─── Given data
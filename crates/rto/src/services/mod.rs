//! Collaborator interfaces consumed by the engine, with in-memory
//! implementations usable as deterministic test doubles.

pub mod courier;
pub mod inventory;
pub mod notify;
pub mod ratecard;
pub mod ratelimit;
pub mod wallet;

pub use courier::{
    CourierAdapter, CourierRegistry, InMemoryCourierAdapter, InMemoryPickupScheduler,
    PickupConfirmation, PickupScheduler, ReverseShipmentResult, TrackingCheckpoint, TrackingInfo,
};
pub use inventory::{InMemoryInventoryAdjuster, InventoryAdjuster, InventoryRecord};
pub use notify::{
    AuditEntry, AuditLogger, InMemoryAuditLogger, InMemoryNotificationDispatcher,
    NotificationDispatcher, NotificationKind, TracingAuditLogger, TracingNotificationDispatcher,
};
pub use ratecard::{ChargeBreakdown, InMemoryRateCard, RateCardCalculator, RtoCharges};
pub use ratelimit::{InMemoryRateLimiter, RateDecision, RateLimiter};
pub use wallet::{ChargeReceipt, InMemoryWalletGateway, WalletChargeGateway};
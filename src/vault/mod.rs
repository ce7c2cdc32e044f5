//! Credential records and the vault service.

pub mod credential;
pub mod service;

pub use credential::{
    CreateCredential, Credential, CredentialType, CredentialView, UpdateCredential,
};
pub use service::CredentialVaultService;
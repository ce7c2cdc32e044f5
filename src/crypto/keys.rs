//! The process-wide master key.
//!
//! The master key is opaque secret material supplied once at startup
//! (see `config`).  It is the root of all per-value key derivation and
//! is never persisted or logged by this crate.

use zeroize::Zeroize;

use crate::errors::{Result, VaultError};

/// A wrapper around the master key material that automatically zeroes
/// its memory when dropped.
///
/// Read-only for the process lifetime.  Rotating the key invalidates
/// `open()` on every value sealed under the old key.
#[derive(Zeroize)]
#[zeroize(drop)]
pub struct MasterKey {
    bytes: Vec<u8>,
}

impl MasterKey {
    /// Create a new `MasterKey` from raw material.
    ///
    /// Empty material is refused: operating on a missing key would
    /// silently seal everything under a trivially guessable secret.
    pub fn new(material: impl Into<Vec<u8>>) -> Result<Self> {
        let bytes = material.into();
        if bytes.is_empty() {
            return Err(VaultError::Config(
                "master key must not be empty".into(),
            ));
        }
        Ok(Self { bytes })
    }

    /// Access the raw key material (e.g. to feed PBKDF2).
    pub fn as_bytes(&self) -> &[u8] {
        &self.bytes
    }
}

impl std::fmt::Debug for MasterKey {
    fn fmt(&self, f: &mut std::fmt::Formatter<'_>) -> std::fmt::Result {
        f.write_str("MasterKey(<redacted>)")
    }
}

#[cfg(test)]
mod tests {
    use super::*;

    #[test]
    fn empty_material_is_rejected() {
        assert!(MasterKey::new("").is_err());
        assert!(MasterKey::new(Vec::new()).is_err());
    }

    #[test]
    fn debug_output_is_redacted() {
        let key = MasterKey::new("hunter2").unwrap();
        let printed = format!("{key:?}");
        assert!(!printed.contains("hunter2"));
    }
}
//! Envelope seal/open of a single secret value.
//!
//! Each call to `seal` generates a fresh 64-byte salt, derives a
//! one-off AES-256 key from the master key via PBKDF2, encrypts with
//! AES-256-GCM under a fresh 16-byte IV, and packs everything into one
//! base64 blob.  `open` reverses the process and verifies the auth tag.
//!
//! Layout of the decoded blob:
//!   [ 64-byte salt | 16-byte IV | 16-byte auth tag | ciphertext ]
//!
//! The header layout is frozen so previously sealed values stay
//! openable.

use aes_gcm::aead::consts::U16;
use aes_gcm::aead::{Aead, KeyInit};
use aes_gcm::aes::Aes256;
use aes_gcm::{AeadCore, AesGcm, Nonce};
use base64::engine::general_purpose::STANDARD as BASE64;
use base64::Engine;
use serde::{Deserialize, Serialize};
use zeroize::Zeroize;

use crate::crypto::kdf::{derive_value_key, generate_salt, SALT_LEN};
use crate::crypto::keys::MasterKey;
use crate::errors::{Result, VaultError};

/// AES-256-GCM with a 16-byte nonce, matching the blob layout.
type Aes256Gcm16 = AesGcm<Aes256, U16>;

/// Size of the IV in bytes.
const IV_LEN: usize = 16;

/// Size of the GCM authentication tag in bytes.
const TAG_LEN: usize = 16;

/// Size of the fixed header preceding the ciphertext.
const HEADER_LEN: usize = SALT_LEN + IV_LEN + TAG_LEN;

/// A sealed secret value: salt, IV, auth tag, and ciphertext packed
/// into a single base64 string.
///
/// This is the only form in which a secret field is ever persisted.
/// The inner text is stored verbatim by the storage collaborator.
#[derive(Debug, Clone, PartialEq, Eq, Serialize, Deserialize)]
#[serde(transparent)]
pub struct SealedSecret(String);

impl SealedSecret {
    /// Wrap an already-encoded blob, e.g. when loading from storage.
    pub fn from_encoded(encoded: impl Into<String>) -> Self {
        Self(encoded.into())
    }

    /// The base64 text form, as persisted.
    pub fn as_str(&self) -> &str {
        &self.0
    }
}

/// Seal a plaintext value under the master key.
///
/// Non-deterministic: two seals of the same plaintext under the same
/// key never produce identical output, because both the salt and the
/// IV are freshly random.  This prevents fingerprinting of repeated
/// secrets across records.
pub fn seal(plaintext: &str, master_key: &MasterKey) -> Result<SealedSecret> {
    // Fresh salt, fresh per-value key.
    let salt = generate_salt();
    let mut key = derive_value_key(master_key.as_bytes(), &salt);

    let cipher = Aes256Gcm16::new_from_slice(&key)
        .map_err(|e| VaultError::Encryption(format!("invalid key length: {e}")))?;
    key.zeroize();

    // Fresh random 16-byte IV.
    let iv = Aes256Gcm16::generate_nonce(&mut aes_gcm::aead::OsRng);

    // The aead crate appends the 16-byte tag to the ciphertext.
    let mut ct_and_tag = cipher
        .encrypt(&iv, plaintext.as_bytes())
        .map_err(|e| VaultError::Encryption(format!("encryption error: {e}")))?;

    // Repack as salt || iv || tag || ciphertext.
    let tag_start = ct_and_tag.len() - TAG_LEN;
    let mut blob = Vec::with_capacity(HEADER_LEN + tag_start);
    blob.extend_from_slice(&salt);
    blob.extend_from_slice(&iv);
    blob.extend_from_slice(&ct_and_tag[tag_start..]);
    blob.extend_from_slice(&ct_and_tag[..tag_start]);
    ct_and_tag.zeroize();

    Ok(SealedSecret(BASE64.encode(blob)))
}

/// Open a sealed value, verifying the authentication tag.
///
/// Fails with `Format` if the blob is not valid base64 or is shorter
/// than the fixed header, and with `Decryption` if tag verification
/// fails.  No partial plaintext is ever returned on failure.
pub fn open(sealed: &SealedSecret, master_key: &MasterKey) -> Result<String> {
    let blob = BASE64
        .decode(sealed.as_str())
        .map_err(|e| VaultError::Format(format!("invalid base64: {e}")))?;

    if blob.len() < HEADER_LEN {
        return Err(VaultError::Format(format!(
            "blob is {} bytes, expected at least {HEADER_LEN}",
            blob.len()
        )));
    }

    // Slice the fixed-size header back out.
    let salt = &blob[..SALT_LEN];
    let iv = &blob[SALT_LEN..SALT_LEN + IV_LEN];
    let tag = &blob[SALT_LEN + IV_LEN..HEADER_LEN];
    let ciphertext = &blob[HEADER_LEN..];

    // Re-derive the per-value key with identical PBKDF2 parameters.
    let mut key = derive_value_key(master_key.as_bytes(), salt);
    let cipher = Aes256Gcm16::new_from_slice(&key).map_err(|_| VaultError::Decryption)?;
    key.zeroize();

    // The aead crate expects ciphertext || tag.
    let mut ct_and_tag = Vec::with_capacity(ciphertext.len() + TAG_LEN);
    ct_and_tag.extend_from_slice(ciphertext);
    ct_and_tag.extend_from_slice(tag);

    // Decrypt and verify the tag.  A mismatch means tampering or a
    // wrong master key; the two are indistinguishable here.
    let plaintext_bytes = cipher
        .decrypt(Nonce::<U16>::from_slice(iv), ct_and_tag.as_slice())
        .map_err(|_| VaultError::Decryption)?;

    String::from_utf8(plaintext_bytes).map_err(|e| {
        let mut bad_bytes = e.into_bytes();
        bad_bytes.zeroize();
        VaultError::Decryption
    })
}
──────
→ Task
Using the entries shown above, reproduce verbatim the lines from the line bearing "the vault service." to the line bearing "once at startup", inclusive.

→ Answer space
//! Credential records and the vault service.

pub mod credential;
pub mod service;

pub use credential::{
    CreateCredential, Credential, CredentialType, CredentialView, UpdateCredential,
};
pub use service::CredentialVaultService;
repository ce7c2cdc32e044f5
filename src/crypto/keys.rs
//! The process-wide master key.
//!
//! The master key is opaque secret material supplied once at startup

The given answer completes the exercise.